(Recorded data)
#![forbid(unsafe_code)]

//! The editing session: one owner for history, operations, and matches.
//!
//! # Invariants
//!
//! 1. A successful transform pushes exactly two snapshots (before, after)
//!    and records its name once; a failed transform pushes and records
//!    nothing.
//! 2. While `phase` is [`ReplayPhase::ReplayingUndo`] no snapshot can be
//!    pushed; the history never records its own replayed output.
//! 3. While `phase` is [`ReplayPhase::ReplayingOperation`] history pushes
//!    proceed normally but the operation log membership is frozen.
//! 4. A replace pushes exactly one snapshot and invalidates the match set.
//! 5. Storage writes are best-effort: a failure is logged and the in-memory
//!    state it mirrors is kept.

use qkit_history::persist::{self, StateStore};
use qkit_history::{HistoryConfig, OperationLog, SnapshotLog};
use qkit_search::{FindOptions, MatchSet, MatchSpan, SearchError};
use qkit_transforms::{TransformError, TransformRegistry};
use thiserror::Error;

use crate::host::{DocumentHost, Notifier, NullNotifier};

/// Storage key for the snapshot log blob.
pub const HISTORY_KEY: &str = "quillkit.history";
/// Storage key for the operation log blob.
pub const OPERATIONS_KEY: &str = "quillkit.operations";

/// What kind of programmatic replay, if any, is in progress.
///
/// A single enum rather than two boolean reentrancy flags: the states are
/// mutually exclusive by construction.
#[derive(Debug, Clone, Copy, PartialEq, Eq, Default)]
pub enum ReplayPhase {
    /// Normal user-driven editing.
    #[default]
    Idle,
    /// An undo/redo snapshot is being applied to the host.
    ReplayingUndo,
    /// A logged operation is being re-invoked.
    ReplayingOperation,
}

/// Errors surfaced to the calling UI layer.
#[derive(Debug, Error)]
pub enum SessionError {
    #[error("unknown transform '{0}'")]
    UnknownTransform(String),
    #[error("operation '{0}' is not in the log")]
    OperationNotFound(String),
    #[error("transform failed: {0}")]
    Transform(#[from] TransformError),
    #[error(transparent)]
    Search(#[from] SearchError),
}

/// Single-threaded editing session over a host document.
pub struct EditorSession {
    host: Box<dyn DocumentHost>,
    store: Box<dyn StateStore>,
    notifier: Box<dyn Notifier>,
    registry: TransformRegistry,
    history: SnapshotLog,
    operations: OperationLog,
    matches: Option<MatchSet>,
    last_query: Option<(String, FindOptions)>,
    phase: ReplayPhase,
}

impl EditorSession {
    /// Create a session with the built-in transforms, default limits, a
    /// silent notifier, and empty logs. Call [`hydrate`](Self::hydrate) to
    /// pick up a previous session's state.
    #[must_use]
    pub fn new(host: Box<dyn DocumentHost>, store: Box<dyn StateStore>) -> Self {
        Self {
            host,
            store,
            notifier: Box::new(NullNotifier),
            registry: TransformRegistry::with_builtins(),
            history: SnapshotLog::default(),
            operations: OperationLog::default(),
            matches: None,
            last_query: None,
            phase: ReplayPhase::Idle,
        }
    }

    /// Replace the notifier.
    #[must_use]
    pub fn with_notifier(mut self, notifier: Box<dyn Notifier>) -> Self {
        self.notifier = notifier;
        self
    }

    /// Replace the transform registry.
    #[must_use]
    pub fn with_registry(mut self, registry: TransformRegistry) -> Self {
        self.registry = registry;
        self
    }

    /// Use a custom history capacity. Discards any current history.
    #[must_use]
    pub fn with_history_config(mut self, config: HistoryConfig) -> Self {
        self.history = SnapshotLog::new(config);
        self
    }

    // ========================================================================
    // Startup
    // ========================================================================

    /// Load both logs from the store. Missing or unreadable blobs leave the
    /// empty state in place.
    pub fn hydrate(&mut self) {
        match persist::load_history(
            self.store.as_ref(),
            HISTORY_KEY,
            self.history.config().clone(),
        ) {
            Ok(Some(log)) => self.history = log,
            Ok(None) => {}
            Err(e) => tracing::warn!(key = HISTORY_KEY, error = %e, "history load failed"),
        }
        match persist::load_operations(
            self.store.as_ref(),
            OPERATIONS_KEY,
            self.operations.capacity(),
        ) {
            Ok(Some(log)) => self.operations = log,
            Ok(None) => {}
            Err(e) => tracing::warn!(key = OPERATIONS_KEY, error = %e, "operations load failed"),
        }
    }

    /// Push the host's current text as the initial snapshot, once.
    ///
    /// No-op when history already holds entries (fresh or hydrated).
    pub fn seed(&mut self) {
        if self.history.is_empty() {
            let text = self.host.text();
            self.history.push(&text);
            self.persist_history();
        }
    }

    // ========================================================================
    // Transforms
    // ========================================================================

    /// Apply a named transform to the whole document.
    ///
    /// On success this pushes the before and after snapshots, records the
    /// name (outside replay), and persists. On failure the document,
    /// history, and operation log are all left untouched.
    pub fn apply(&mut self, name: &str) -> Result<(), SessionError> {
        let Some(transform) = self.registry.get(name).cloned() else {
            self.notifier.notify(&format!("unknown operation: {name}"));
            return Err(SessionError::UnknownTransform(name.to_string()));
        };
        let before = self.host.text();
        let after = match transform(&before) {
            Ok(after) => after,
            Err(e) => {
                self.notifier.notify(&format!("{name} failed: {e}"));
                return Err(e.into());
            }
        };
        tracing::debug!(name, phase = ?self.phase, "applying transform");
        self.push_snapshot(&before);
        self.host.set_text(&after);
        self.push_snapshot(&after);
        if self.phase == ReplayPhase::Idle {
            self.operations.record(name);
            self.persist_operations();
        }
        self.persist_history();
        Ok(())
    }

    /// Register an additional transform on this session's registry.
    pub fn register_transform<F>(&mut self, name: impl Into<String>, transform: F)
    where
        F: Fn(&str) -> Result<String, TransformError> + Send + Sync + 'static,
    {
        self.registry.register(name, transform);
    }

    // ========================================================================
    // Undo / redo
    // ========================================================================

    /// Step the document back one snapshot. No-op at the start of history.
    pub fn undo(&mut self) {
        if !self.history.can_undo() {
            return;
        }
        self.phase = ReplayPhase::ReplayingUndo;
        if let Some(snapshot) = self.history.undo() {
            self.host.set_text(&snapshot);
        }
        self.phase = ReplayPhase::Idle;
        self.persist_history();
    }

    /// Step the document forward one snapshot. No-op at the end of history.
    pub fn redo(&mut self) {
        if !self.history.can_redo() {
            return;
        }
        self.phase = ReplayPhase::ReplayingUndo;
        if let Some(snapshot) = self.history.redo() {
            self.host.set_text(&snapshot);
        }
        self.phase = ReplayPhase::Idle;
        self.persist_history();
    }

    /// Check if undo is available.
    #[must_use]
    pub fn can_undo(&self) -> bool {
        self.history.can_undo()
    }

    /// Check if redo is available.
    #[must_use]
    pub fn can_redo(&self) -> bool {
        self.history.can_redo()
    }

    // ========================================================================
    // Operation replay
    // ========================================================================

    /// Re-invoke a logged operation by name.
    ///
    /// The transform runs exactly as a live invocation, including both
    /// history pushes, but the operation log membership stays unchanged.
    pub fn replay(&mut self, name: &str) -> Result<(), SessionError> {
        if !self.operations.contains(name) {
            self.notifier.notify(&format!("operation not found: {name}"));
            return Err(SessionError::OperationNotFound(name.to_string()));
        }
        self.phase = ReplayPhase::ReplayingOperation;
        let result = self.apply(name);
        self.phase = ReplayPhase::Idle;
        result
    }

    /// Replay every logged operation, oldest first.
    ///
    /// Each replay is independent; one failing transform is reported and the
    /// rest still run.
    pub fn replay_all(&mut self) {
        let names: Vec<String> = self
            .operations
            .names_oldest_first()
            .map(String::from)
            .collect();
        for name in names {
            // Failures are already notified; keep going.
            let _ = self.replay(&name);
        }
    }

    /// Remove one operation record (0 = newest). Out of range is a no-op.
    pub fn remove_operation(&mut self, index: usize) {
        self.operations.remove(index);
        self.persist_operations();
    }

    /// Drop all operation records.
    pub fn clear_operations(&mut self) {
        self.operations.clear();
        self.persist_operations();
    }

    // ========================================================================
    // Find / replace
    // ========================================================================

    /// Scan the current document and remember the resulting match set.
    ///
    /// Returns the number of matches. An invalid pattern is notified and
    /// returned as an error; the previous match set is kept, per the
    /// engine's leave-unchanged contract.
    pub fn find(&mut self, query: &str, options: &FindOptions) -> Result<usize, SessionError> {
        let text = self.host.text();
        match qkit_search::find(&text, query, options) {
            Ok(set) => {
                if set.truncated() {
                    self.notifier
                        .notify("too many matches; stopped at the safety ceiling");
                }
                let count = set.len();
                self.last_query = Some((query.to_string(), options.clone()));
                self.matches = Some(set);
                Ok(count)
            }
            Err(e) => {
                self.notifier.notify(&e.to_string());
                Err(e.into())
            }
        }
    }

    /// Advance the match selection, wrapping at the end.
    ///
    /// On an empty or absent set this re-runs the last find first.
    pub fn find_next(&mut self) -> Option<MatchSpan> {
        let needs_refind = self.matches.as_ref().is_none_or(MatchSet::is_empty);
        if needs_refind {
            let (query, options) = self.last_query.clone()?;
            if self.find(&query, &options).ok()? == 0 {
                return None;
            }
            return self.matches.as_ref().and_then(MatchSet::selected).cloned();
        }
        self.matches.as_mut().and_then(|s| s.cycle_next()).cloned()
    }

    /// The current match set, if a find has run.
    #[must_use]
    pub fn matches(&self) -> Option<&MatchSet> {
        self.matches.as_ref()
    }

    /// Replace the currently selected match.
    ///
    /// Pushes one snapshot and invalidates the match set; re-run
    /// [`find`](Self::find) for fresh offsets. Returns whether a replacement
    /// happened.
    pub fn replace_current(&mut self, replacement: &str) -> bool {
        let Some(span) = self.matches.as_ref().and_then(MatchSet::selected).cloned() else {
            return false;
        };
        let before = self.host.text();
        let after = qkit_search::replace_one(&before, &span, replacement);
        self.host.set_text(&after);
        self.push_snapshot(&after);
        self.matches = None;
        self.persist_history();
        true
    }

    /// Replace every match of `query` in the document.
    ///
    /// Pushes one snapshot when anything changed. Returns the replacement
    /// count; an invalid pattern leaves the document byte-for-byte
    /// unchanged.
    pub fn replace_all(
        &mut self,
        query: &str,
        replacement: &str,
        options: &FindOptions,
    ) -> Result<usize, SessionError> {
        let before = self.host.text();
        match qkit_search::replace_all(&before, query, replacement, options) {
            Ok(result) => {
                if result.count > 0 {
                    self.host.set_text(&result.text);
                    self.push_snapshot(&result.text);
                    self.persist_history();
                }
                self.matches = None;
                Ok(result.count)
            }
            Err(e) => {
                self.notifier.notify(&e.to_string());
                Err(e.into())
            }
        }
    }

    // ========================================================================
    // Query
    // ========================================================================

    /// The live document text.
    #[must_use]
    pub fn text(&self) -> String {
        self.host.text()
    }

    /// The snapshot log.
    #[must_use]
    pub fn history(&self) -> &SnapshotLog {
        &self.history
    }

    /// The operation log.
    #[must_use]
    pub fn operations(&self) -> &OperationLog {
        &self.operations
    }

    /// The transform registry.
    #[must_use]
    pub fn registry(&self) -> &TransformRegistry {
        &self.registry
    }

    /// The current replay phase.
    #[must_use]
    pub fn phase(&self) -> ReplayPhase {
        self.phase
    }

    // ========================================================================
    // Internal
    // ========================================================================

    /// Push a snapshot unless an undo/redo replay is applying its own
    /// output.
    fn push_snapshot(&mut self, text: &str) {
        if self.phase == ReplayPhase::ReplayingUndo {
            return;
        }
        self.history.push(text);
    }

    fn persist_history(&mut self) {
        if let Err(e) = persist::save_history(self.store.as_mut(), HISTORY_KEY, &self.history) {
            tracing::warn!(key = HISTORY_KEY, error = %e, "history write failed");
        }
    }

    fn persist_operations(&mut self) {
        if let Err(e) =
            persist::save_operations(self.store.as_mut(), OPERATIONS_KEY, &self.operations)
        {
            tracing::warn!(key = OPERATIONS_KEY, error = %e, "operations write failed");
        }
    }
}

impl std::fmt::Debug for EditorSession {
    fn fmt(&self, f: &mut std::fmt::Formatter<'_>) -> std::fmt::Result {
        f.debug_struct("EditorSession")
            .field("history", &self.history)
            .field("operations", &self.operations.len())
            .field("matches", &self.matches.as_ref().map(MatchSet::len))
            .field("phase", &self.phase)
            .finish()
    }
}

// ============================================================================
// Tests
// ============================================================================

What to produce
The stretch of entries above that starts with the line containing "fn push_snapshot(&mut self, text: &str)" and goes on through the line containing "fn persist_history(&mut self)" is to be transcribed exactly, and no other line is to be transcribed.

Your solution
    fn push_snapshot(&mut self, text: &str) {
        if self.phase == ReplayPhase::ReplayingUndo {
            return;
        }
        self.history.push(text);
    }

    fn persist_history(&mut self) {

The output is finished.